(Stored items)

--- START ---

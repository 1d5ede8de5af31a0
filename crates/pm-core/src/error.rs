use thiserror::Error;

/// The main error type for pm-* crates
#[derive(Error, Debug)]
pub enum Error {
  /// Environment variable error
  #[error("Environment variable error: {0}")]
  EnvVar(#[from] std::env::VarError),

  /// Configuration error
  #[error("Configuration error: {0}")]
  Config(String),

  /// Serialization/Deserialization error
  #[error("Serialization error")]
  Serde(#[from] serde_json::Error),

  /// Date/Time parsing error
  #[error("Date parsing error")]
  ParseDate(#[from] chrono::ParseError),

  /// Missing required field in response
  #[error("Missing required field: {0}")]
  MissingField(String),

  /// Invalid response from an upstream service
  #[error("Invalid response: {0}")]
  InvalidResponse(String),

  /// HTTP transport error
  #[error("HTTP error: {0}")]
  Http(String),

  /// General unexpected error
  #[error("Unexpected error: {0}")]
  Unexpected(String),
}

/// Result type alias for pm-* crates
pub type Result<T> = std::result::Result<T, Error>;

--- END ---

→ WHAT IS BEING ASKED
Transcribe the data in full, matching every line exactly.

→ ANSWER SECTION
repository 1d5ede8de5af31a0
filename crates/pm-core/src/error.rs
use thiserror::Error;

/// The main error type for pm-* crates
#[derive(Error, Debug)]
pub enum Error {
  /// Environment variable error
  #[error("Environment variable error: {0}")]
  EnvVar(#[from] std::env::VarError),

  /// Configuration error
  #[error("Configuration error: {0}")]
  Config(String),

  /// Serialization/Deserialization error
  #[error("Serialization error")]
  Serde(#[from] serde_json::Error),

  /// Date/Time parsing error
  #[error("Date parsing error")]
  ParseDate(#[from] chrono::ParseError),

  /// Missing required field in response
  #[error("Missing required field: {0}")]
  MissingField(String),

  /// Invalid response from an upstream service
  #[error("Invalid response: {0}")]
  InvalidResponse(String),

  /// HTTP transport error
  #[error("HTTP error: {0}")]
  Http(String),

  /// General unexpected error
  #[error("Unexpected error: {0}")]
  Unexpected(String),
}

/// Result type alias for pm-* crates
pub type Result<T> = std::result::Result<T, Error>;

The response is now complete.